(Records for processing)

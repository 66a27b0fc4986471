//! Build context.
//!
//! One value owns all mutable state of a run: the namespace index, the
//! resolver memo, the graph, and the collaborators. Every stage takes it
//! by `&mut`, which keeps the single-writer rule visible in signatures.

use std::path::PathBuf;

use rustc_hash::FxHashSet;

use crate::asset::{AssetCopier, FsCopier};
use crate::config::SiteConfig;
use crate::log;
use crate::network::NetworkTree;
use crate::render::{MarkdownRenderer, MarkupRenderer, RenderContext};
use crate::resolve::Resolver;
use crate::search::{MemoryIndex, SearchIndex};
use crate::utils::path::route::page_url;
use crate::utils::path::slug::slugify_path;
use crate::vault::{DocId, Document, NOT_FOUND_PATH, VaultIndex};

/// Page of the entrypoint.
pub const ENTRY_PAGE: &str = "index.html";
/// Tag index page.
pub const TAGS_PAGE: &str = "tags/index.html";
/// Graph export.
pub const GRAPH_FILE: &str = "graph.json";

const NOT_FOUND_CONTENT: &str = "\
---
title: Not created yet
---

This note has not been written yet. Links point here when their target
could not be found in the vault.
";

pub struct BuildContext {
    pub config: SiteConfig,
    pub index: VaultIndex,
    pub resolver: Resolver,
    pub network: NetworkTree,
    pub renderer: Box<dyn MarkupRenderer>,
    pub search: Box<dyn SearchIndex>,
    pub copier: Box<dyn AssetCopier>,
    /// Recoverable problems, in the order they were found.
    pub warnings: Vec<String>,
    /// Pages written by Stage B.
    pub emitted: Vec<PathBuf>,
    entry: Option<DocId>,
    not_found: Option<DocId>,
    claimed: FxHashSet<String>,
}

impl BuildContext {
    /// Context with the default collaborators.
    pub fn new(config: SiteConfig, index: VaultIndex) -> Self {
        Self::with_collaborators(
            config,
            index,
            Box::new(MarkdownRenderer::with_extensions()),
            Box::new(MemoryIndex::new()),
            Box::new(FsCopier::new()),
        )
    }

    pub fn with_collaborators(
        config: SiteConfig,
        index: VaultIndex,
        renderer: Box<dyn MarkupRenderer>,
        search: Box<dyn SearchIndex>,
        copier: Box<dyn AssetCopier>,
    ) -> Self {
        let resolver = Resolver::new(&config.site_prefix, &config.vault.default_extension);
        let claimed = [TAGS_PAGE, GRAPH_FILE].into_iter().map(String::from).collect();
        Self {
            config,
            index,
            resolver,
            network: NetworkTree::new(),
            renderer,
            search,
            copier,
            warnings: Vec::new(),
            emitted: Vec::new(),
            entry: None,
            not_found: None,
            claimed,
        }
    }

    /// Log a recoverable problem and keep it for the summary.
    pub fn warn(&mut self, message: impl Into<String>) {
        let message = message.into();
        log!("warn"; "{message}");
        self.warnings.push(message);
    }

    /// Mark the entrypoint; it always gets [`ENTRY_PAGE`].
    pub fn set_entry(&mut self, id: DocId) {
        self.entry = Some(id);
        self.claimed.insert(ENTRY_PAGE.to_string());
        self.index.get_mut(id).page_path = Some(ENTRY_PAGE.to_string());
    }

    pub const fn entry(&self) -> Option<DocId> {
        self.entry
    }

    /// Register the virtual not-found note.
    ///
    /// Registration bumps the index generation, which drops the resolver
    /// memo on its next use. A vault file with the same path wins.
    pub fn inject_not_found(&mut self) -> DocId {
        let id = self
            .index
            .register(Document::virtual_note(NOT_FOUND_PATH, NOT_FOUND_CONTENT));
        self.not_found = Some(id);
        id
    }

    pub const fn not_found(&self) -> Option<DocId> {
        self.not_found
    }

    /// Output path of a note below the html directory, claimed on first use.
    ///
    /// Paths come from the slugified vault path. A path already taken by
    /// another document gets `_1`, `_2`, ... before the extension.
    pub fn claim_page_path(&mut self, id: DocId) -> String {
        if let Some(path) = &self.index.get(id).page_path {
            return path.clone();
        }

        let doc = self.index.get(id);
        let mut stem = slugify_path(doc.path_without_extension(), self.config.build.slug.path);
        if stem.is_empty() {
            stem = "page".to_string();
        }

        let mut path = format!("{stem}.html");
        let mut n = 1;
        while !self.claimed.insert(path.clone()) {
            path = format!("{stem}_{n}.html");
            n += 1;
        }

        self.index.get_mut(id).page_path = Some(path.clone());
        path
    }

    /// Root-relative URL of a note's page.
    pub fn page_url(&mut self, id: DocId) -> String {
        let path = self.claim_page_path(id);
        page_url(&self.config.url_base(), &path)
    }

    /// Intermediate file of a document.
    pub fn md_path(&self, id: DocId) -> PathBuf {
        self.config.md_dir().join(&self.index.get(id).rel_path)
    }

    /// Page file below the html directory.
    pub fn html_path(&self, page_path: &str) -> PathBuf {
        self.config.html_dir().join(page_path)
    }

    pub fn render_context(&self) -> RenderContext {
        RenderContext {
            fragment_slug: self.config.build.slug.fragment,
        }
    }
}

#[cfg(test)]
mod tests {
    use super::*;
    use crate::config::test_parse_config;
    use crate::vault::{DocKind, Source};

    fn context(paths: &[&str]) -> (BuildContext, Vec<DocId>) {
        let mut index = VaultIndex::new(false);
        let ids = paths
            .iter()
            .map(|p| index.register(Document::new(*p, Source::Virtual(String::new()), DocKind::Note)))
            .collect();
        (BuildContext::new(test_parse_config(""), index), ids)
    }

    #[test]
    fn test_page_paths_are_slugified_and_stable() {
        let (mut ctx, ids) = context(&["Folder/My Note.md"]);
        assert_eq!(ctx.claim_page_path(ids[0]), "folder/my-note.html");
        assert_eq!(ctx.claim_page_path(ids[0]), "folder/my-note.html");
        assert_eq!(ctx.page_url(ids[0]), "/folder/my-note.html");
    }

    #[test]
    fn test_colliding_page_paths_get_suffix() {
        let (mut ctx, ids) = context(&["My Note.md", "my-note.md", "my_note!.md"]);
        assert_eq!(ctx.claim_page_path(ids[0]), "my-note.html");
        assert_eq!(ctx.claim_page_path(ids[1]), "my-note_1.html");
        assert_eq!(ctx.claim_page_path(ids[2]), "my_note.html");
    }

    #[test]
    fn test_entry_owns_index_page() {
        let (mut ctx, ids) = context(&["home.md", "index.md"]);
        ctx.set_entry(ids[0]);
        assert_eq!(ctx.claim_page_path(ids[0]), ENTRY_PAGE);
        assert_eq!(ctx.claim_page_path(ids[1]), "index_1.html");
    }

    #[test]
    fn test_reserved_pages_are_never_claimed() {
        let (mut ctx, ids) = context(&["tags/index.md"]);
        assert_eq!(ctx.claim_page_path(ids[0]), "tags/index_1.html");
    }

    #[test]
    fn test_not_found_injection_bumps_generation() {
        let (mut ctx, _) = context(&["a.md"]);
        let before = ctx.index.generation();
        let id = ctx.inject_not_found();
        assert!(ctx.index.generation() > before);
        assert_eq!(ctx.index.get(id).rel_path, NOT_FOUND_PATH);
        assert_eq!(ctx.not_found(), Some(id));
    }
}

(Work to be completed) Where does the word "FsCopier" show up in the material? Copy out each line that has it.

(Task solution)
use crate::asset::{AssetCopier, FsCopier};
            Box::new(FsCopier::new()),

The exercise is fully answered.